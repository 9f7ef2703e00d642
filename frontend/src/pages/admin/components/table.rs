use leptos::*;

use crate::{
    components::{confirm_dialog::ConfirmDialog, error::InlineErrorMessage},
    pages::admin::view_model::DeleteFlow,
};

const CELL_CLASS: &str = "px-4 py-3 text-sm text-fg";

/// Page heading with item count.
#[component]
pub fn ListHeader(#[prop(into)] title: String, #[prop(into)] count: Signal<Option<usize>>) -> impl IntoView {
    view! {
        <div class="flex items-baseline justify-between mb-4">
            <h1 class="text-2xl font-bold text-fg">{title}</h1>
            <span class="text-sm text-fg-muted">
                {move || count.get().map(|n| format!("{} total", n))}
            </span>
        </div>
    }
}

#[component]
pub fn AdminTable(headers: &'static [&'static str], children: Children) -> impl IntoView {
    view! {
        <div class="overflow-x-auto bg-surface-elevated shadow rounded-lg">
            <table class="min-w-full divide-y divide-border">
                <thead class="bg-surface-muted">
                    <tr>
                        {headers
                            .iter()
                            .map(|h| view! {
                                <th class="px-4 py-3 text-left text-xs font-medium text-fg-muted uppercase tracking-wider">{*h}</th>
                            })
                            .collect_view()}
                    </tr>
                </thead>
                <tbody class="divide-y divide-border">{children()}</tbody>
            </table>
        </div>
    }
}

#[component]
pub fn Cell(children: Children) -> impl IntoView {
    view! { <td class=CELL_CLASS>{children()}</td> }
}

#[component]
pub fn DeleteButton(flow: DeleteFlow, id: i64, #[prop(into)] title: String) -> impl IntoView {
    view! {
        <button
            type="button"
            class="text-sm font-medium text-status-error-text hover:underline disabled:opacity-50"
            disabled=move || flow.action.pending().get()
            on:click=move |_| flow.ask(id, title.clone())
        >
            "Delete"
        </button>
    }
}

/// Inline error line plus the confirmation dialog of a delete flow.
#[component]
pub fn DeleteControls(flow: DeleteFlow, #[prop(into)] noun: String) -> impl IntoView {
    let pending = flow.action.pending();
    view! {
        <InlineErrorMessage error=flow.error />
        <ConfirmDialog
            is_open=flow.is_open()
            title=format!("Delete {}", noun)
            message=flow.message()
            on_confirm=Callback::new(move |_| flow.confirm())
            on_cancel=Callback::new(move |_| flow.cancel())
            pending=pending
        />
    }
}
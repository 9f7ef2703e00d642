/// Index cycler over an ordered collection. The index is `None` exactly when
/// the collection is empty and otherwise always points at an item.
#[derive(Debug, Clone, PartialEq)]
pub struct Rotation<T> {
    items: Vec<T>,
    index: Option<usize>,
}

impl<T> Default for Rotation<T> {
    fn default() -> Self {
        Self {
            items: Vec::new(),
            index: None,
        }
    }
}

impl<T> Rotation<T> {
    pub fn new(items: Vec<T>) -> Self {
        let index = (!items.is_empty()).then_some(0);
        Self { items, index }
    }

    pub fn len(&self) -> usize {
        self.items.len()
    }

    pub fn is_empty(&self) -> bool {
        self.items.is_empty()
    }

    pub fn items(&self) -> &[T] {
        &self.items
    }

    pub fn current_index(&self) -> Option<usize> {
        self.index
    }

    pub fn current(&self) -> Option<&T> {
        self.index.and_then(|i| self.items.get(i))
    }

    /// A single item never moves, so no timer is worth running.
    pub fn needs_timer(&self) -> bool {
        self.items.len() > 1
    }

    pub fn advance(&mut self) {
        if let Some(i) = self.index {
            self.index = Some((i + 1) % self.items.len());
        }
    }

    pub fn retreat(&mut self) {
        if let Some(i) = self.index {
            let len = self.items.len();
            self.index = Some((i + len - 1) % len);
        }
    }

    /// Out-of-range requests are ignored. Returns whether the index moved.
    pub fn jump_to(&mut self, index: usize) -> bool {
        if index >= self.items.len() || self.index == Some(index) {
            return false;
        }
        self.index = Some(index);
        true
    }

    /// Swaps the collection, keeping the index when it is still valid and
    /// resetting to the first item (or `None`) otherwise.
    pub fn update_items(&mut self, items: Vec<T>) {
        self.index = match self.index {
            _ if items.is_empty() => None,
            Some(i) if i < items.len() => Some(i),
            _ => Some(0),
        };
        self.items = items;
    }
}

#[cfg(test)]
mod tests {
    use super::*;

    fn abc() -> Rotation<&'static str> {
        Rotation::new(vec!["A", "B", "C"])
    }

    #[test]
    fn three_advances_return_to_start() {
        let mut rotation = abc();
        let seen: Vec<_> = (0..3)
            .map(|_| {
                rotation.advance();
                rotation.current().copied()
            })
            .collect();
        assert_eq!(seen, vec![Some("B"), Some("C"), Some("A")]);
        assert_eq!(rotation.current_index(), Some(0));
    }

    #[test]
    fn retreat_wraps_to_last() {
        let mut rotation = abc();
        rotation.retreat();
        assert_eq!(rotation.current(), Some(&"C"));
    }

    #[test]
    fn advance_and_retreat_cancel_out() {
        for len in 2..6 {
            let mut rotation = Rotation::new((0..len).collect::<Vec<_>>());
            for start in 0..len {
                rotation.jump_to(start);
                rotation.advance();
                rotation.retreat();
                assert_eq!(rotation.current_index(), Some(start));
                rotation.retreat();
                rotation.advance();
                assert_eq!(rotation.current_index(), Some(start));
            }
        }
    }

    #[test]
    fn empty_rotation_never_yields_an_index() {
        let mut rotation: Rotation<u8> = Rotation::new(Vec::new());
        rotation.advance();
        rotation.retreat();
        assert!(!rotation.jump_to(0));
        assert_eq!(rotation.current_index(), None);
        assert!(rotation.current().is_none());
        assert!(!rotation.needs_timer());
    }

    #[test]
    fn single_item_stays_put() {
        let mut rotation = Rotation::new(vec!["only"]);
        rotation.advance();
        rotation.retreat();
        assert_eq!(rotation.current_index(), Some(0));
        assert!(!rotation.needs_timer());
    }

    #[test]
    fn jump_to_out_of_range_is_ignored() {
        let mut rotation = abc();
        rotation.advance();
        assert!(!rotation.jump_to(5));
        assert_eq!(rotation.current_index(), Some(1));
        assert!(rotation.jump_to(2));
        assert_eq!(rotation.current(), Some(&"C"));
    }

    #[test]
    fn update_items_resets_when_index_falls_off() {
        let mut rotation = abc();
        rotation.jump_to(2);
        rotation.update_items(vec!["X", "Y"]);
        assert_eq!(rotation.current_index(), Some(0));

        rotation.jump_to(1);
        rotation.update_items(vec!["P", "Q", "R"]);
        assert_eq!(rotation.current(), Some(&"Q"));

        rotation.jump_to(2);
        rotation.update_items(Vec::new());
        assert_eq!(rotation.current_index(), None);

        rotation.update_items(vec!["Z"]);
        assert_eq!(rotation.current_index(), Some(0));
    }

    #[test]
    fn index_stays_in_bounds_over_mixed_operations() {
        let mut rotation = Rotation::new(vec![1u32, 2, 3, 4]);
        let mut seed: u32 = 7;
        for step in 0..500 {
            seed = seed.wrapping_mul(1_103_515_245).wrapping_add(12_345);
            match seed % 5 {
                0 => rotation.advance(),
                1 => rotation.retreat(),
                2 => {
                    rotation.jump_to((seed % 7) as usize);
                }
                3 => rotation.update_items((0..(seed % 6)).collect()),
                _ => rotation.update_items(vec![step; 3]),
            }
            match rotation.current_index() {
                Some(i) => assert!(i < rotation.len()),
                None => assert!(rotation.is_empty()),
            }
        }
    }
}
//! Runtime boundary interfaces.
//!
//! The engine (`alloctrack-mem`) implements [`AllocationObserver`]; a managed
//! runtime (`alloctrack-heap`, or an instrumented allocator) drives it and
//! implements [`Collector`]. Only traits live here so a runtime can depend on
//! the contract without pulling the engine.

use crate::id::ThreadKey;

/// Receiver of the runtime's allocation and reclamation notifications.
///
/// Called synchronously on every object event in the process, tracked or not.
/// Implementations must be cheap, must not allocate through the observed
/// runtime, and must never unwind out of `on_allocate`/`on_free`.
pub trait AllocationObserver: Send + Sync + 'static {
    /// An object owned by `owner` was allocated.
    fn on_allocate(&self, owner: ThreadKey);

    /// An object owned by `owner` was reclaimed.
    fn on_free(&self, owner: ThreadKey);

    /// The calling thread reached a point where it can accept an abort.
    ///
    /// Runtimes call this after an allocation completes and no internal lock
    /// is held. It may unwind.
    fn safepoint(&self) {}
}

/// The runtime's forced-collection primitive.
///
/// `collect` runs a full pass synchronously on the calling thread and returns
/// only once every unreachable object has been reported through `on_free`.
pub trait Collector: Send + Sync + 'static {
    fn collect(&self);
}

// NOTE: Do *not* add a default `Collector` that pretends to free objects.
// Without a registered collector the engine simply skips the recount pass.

● ● ● ● ●

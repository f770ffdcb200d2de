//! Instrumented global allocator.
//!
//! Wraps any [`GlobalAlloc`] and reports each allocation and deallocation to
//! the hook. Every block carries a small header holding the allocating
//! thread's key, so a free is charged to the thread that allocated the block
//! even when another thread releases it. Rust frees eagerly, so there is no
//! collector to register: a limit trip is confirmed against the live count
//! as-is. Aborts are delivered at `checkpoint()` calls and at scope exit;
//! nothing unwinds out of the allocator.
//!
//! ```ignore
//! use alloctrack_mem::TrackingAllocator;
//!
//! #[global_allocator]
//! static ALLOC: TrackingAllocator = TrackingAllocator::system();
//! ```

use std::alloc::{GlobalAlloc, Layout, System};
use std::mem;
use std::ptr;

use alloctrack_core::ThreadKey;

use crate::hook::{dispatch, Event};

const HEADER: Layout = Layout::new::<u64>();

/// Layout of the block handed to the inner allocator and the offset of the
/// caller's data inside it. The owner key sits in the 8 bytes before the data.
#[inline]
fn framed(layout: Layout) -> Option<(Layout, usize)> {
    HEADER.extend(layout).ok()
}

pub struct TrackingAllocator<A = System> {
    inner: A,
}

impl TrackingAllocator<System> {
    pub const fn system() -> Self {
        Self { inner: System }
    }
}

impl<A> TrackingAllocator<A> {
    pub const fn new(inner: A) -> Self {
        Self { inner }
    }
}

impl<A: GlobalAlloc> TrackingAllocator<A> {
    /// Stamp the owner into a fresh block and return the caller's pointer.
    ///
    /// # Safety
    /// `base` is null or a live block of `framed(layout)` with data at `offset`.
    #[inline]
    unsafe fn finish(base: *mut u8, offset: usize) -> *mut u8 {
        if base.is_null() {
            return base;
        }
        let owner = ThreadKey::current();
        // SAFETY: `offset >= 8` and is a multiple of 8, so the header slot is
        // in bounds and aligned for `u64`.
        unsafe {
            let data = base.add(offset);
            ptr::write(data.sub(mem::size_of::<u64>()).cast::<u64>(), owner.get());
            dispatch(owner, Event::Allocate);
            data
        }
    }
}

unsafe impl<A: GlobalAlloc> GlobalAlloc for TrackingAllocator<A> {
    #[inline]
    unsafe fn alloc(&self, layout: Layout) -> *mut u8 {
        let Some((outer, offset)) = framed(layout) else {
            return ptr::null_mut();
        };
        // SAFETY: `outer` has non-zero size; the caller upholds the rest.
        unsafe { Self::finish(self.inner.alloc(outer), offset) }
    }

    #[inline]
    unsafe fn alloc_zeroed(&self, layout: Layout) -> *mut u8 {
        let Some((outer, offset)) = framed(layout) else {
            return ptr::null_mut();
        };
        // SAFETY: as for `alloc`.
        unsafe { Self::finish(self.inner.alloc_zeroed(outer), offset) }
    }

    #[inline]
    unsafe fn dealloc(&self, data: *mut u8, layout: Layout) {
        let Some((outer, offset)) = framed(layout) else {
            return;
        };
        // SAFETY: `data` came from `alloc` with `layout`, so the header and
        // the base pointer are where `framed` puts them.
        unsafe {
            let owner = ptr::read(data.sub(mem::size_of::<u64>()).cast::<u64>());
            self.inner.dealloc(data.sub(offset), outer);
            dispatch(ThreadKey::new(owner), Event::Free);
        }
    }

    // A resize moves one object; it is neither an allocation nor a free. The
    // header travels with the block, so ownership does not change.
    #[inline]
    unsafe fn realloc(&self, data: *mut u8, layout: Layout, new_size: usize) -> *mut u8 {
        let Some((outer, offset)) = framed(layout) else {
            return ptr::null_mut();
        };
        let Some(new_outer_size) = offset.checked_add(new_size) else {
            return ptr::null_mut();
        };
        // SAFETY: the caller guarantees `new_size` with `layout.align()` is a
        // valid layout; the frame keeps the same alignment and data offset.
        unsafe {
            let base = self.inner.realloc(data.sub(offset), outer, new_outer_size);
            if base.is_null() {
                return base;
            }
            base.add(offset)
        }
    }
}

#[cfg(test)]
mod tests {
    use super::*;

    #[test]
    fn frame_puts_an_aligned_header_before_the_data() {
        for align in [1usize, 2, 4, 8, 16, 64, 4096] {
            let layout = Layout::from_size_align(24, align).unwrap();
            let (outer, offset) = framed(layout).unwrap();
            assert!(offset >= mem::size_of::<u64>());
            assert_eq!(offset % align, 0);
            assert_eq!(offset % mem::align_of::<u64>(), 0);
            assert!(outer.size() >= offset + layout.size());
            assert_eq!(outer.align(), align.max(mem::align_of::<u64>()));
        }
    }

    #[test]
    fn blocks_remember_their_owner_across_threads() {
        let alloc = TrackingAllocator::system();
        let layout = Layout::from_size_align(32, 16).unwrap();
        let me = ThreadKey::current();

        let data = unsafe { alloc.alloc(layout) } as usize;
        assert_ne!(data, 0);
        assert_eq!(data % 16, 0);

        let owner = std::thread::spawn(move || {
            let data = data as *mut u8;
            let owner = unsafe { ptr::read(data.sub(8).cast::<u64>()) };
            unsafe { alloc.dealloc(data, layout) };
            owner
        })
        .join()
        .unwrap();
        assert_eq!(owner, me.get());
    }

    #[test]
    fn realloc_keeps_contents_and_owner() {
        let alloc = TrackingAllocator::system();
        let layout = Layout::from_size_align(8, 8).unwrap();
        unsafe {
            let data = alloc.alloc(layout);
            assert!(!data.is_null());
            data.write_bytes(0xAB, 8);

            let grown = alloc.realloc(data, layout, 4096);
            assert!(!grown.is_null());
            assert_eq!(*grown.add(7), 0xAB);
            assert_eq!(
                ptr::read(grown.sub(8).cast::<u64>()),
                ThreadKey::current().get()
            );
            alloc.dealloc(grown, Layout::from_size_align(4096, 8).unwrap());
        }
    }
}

● ● ● ● ●

The lines to show are those in the data above that include "title".

TASK RESPONSE:
pub fn ListHeader(#[prop(into)] title: String, #[prop(into)] count: Signal<Option<usize>>) -> impl IntoView {
            <h1 class="text-2xl font-bold text-fg">{title}</h1>
pub fn DeleteButton(flow: DeleteFlow, id: i64, #[prop(into)] title: String) -> impl IntoView {
            on:click=move |_| flow.ask(id, title.clone())
            title=format!("Delete {}", noun)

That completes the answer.